### DIRECTIONS
With "snapshots" as the search word, show every line of the material that has it.

+++ INPUT MATERIAL

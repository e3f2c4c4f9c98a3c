//! CommandChannel - task bookkeeping, resolution and dispatch

use std::collections::BTreeMap;
use std::sync::atomic::{AtomicU64, Ordering};
use std::sync::{Arc, Mutex, MutexGuard};

use contracts::{AnalysisSnapshot, Command, CommandStatus, CommandTask, RawCommand, TaskId};
use ingestion::LatestCell;
use observability::record_command;
use tracing::{debug, info, instrument, warn};

use crate::{CommandError, Result, VehicleLink};

/// Operator command channel
///
/// Commands run on demand; the channel itself owns no thread. Object-relative
/// commands are resolved against whatever snapshot is current when they
/// execute.
pub struct CommandChannel<L> {
    link: Arc<L>,
    snapshots: LatestCell<AnalysisSnapshot>,
    tasks: Mutex<BTreeMap<TaskId, CommandTask>>,
    next_id: AtomicU64,
}

impl<L> std::fmt::Debug for CommandChannel<L> {
    fn fmt(&self, f: &mut std::fmt::Formatter<'_>) -> std::fmt::Result {
        f.debug_struct("CommandChannel")
            .field("next_id", &self.next_id)
            .finish_non_exhaustive()
    }
}

impl<L: VehicleLink + Sync> CommandChannel<L> {
    pub fn new(link: Arc<L>, snapshots: LatestCell<AnalysisSnapshot>) -> Self {
        Self {
            link,
            snapshots,
            tasks: Mutex::new(BTreeMap::new()),
            next_id: AtomicU64::new(1),
        }
    }

    pub fn link(&self) -> &Arc<L> {
        &self.link
    }

    fn lock_tasks(&self) -> MutexGuard<'_, BTreeMap<TaskId, CommandTask>> {
        // a poisoned map is still consistent: every update is a single insert
        self.tasks.lock().unwrap_or_else(|e| e.into_inner())
    }

    /// Register a command as a pending task
    pub fn submit(&self, command: Command) -> TaskId {
        let id = self.next_id.fetch_add(1, Ordering::Relaxed);
        self.lock_tasks().insert(
            id,
            CommandTask {
                id,
                command,
                status: CommandStatus::Pending,
            },
        );
        debug!(task = id, kind = %command.kind(), "command submitted");
        id
    }

    /// Parse and register a textual command
    pub fn submit_raw(&self, raw: RawCommand) -> Result<TaskId> {
        let command = Command::try_from(raw)?;
        Ok(self.submit(command))
    }

    /// Current status of a task
    pub fn status(&self, id: TaskId) -> Option<CommandStatus> {
        self.lock_tasks().get(&id).map(|t| t.status.clone())
    }

    /// All tasks, oldest first
    pub fn tasks(&self) -> Vec<CommandTask> {
        self.lock_tasks().values().cloned().collect()
    }

    fn transition(&self, id: TaskId, next: CommandStatus) -> Result<Command> {
        let mut tasks = self.lock_tasks();
        let task = tasks.get_mut(&id).ok_or(CommandError::UnknownTask(id))?;
        if !task.status.can_transition_to(&next) {
            return Err(CommandError::InvalidTransition {
                task: id,
                from: task.status.clone(),
                to: next,
            });
        }
        task.status = next;
        Ok(task.command)
    }

    /// Run a pending task to completion
    ///
    /// The task ends `Done` on success and `Failed` with the error text
    /// otherwise. Failures are not retried.
    #[instrument(name = "command_execute", skip(self))]
    pub async fn execute(&self, id: TaskId) -> Result<()> {
        let command = self.transition(id, CommandStatus::Running)?;

        // lock released: the link call may take a while
        let result = self.perform(command).await;

        let outcome = match &result {
            Ok(()) => CommandStatus::Done,
            Err(e) => CommandStatus::Failed {
                reason: e.to_string(),
            },
        };
        self.transition(id, outcome)?;
        record_command(command.kind().as_str(), result.is_ok());

        match &result {
            Ok(()) => info!(kind = %command.kind(), "command done"),
            Err(e) => warn!(kind = %command.kind(), error = %e, "command failed"),
        }
        result
    }

    /// Submit and execute in one step
    ///
    /// The task id is returned on success; on failure the task stays
    /// visible through [`CommandChannel::tasks`] with status `Failed`.
    pub async fn dispatch(&self, command: Command) -> Result<TaskId> {
        let id = self.submit(command);
        self.execute(id).await?;
        Ok(id)
    }

    /// Parse, submit and execute a textual command
    pub async fn dispatch_raw(&self, raw: RawCommand) -> Result<TaskId> {
        let command = Command::try_from(raw)?;
        self.dispatch(command).await
    }

    /// Rewrite an object-relative command to its location form
    ///
    /// Other commands pass through unchanged.
    ///
    /// # Errors
    /// Returns `CommandError::NotFound` when the track is not in the latest
    /// snapshot, or no snapshot has been published yet.
    pub fn resolve(&self, command: Command) -> Result<Command> {
        let Some(track_id) = command.object_track_id() else {
            return Ok(command);
        };

        let location = self
            .snapshots
            .latest()
            .and_then(|snapshot| snapshot.locate(track_id))
            .ok_or(CommandError::NotFound { track_id })?;

        debug!(track_id, ?location, "object command resolved");
        Ok(command.with_target(location))
    }

    async fn perform(&self, command: Command) -> Result<()> {
        let resolved = self.resolve(command)?;

        match resolved {
            Command::PointCamera { roll, pitch, yaw } => {
                self.link.set_gimbal_angles(roll, pitch, yaw).await
            }
            Command::SetRoi { target } => self.link.set_roi(target).await,
            Command::DisableRoi => self.link.disable_roi().await,
            other => Err(CommandError::NotImplemented { kind: other.kind() }),
        }
    }
}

++++++

### RESULT FOR THIS TASK
    snapshots: LatestCell<AnalysisSnapshot>,
    pub fn new(link: Arc<L>, snapshots: LatestCell<AnalysisSnapshot>) -> Self {
            snapshots,
            .snapshots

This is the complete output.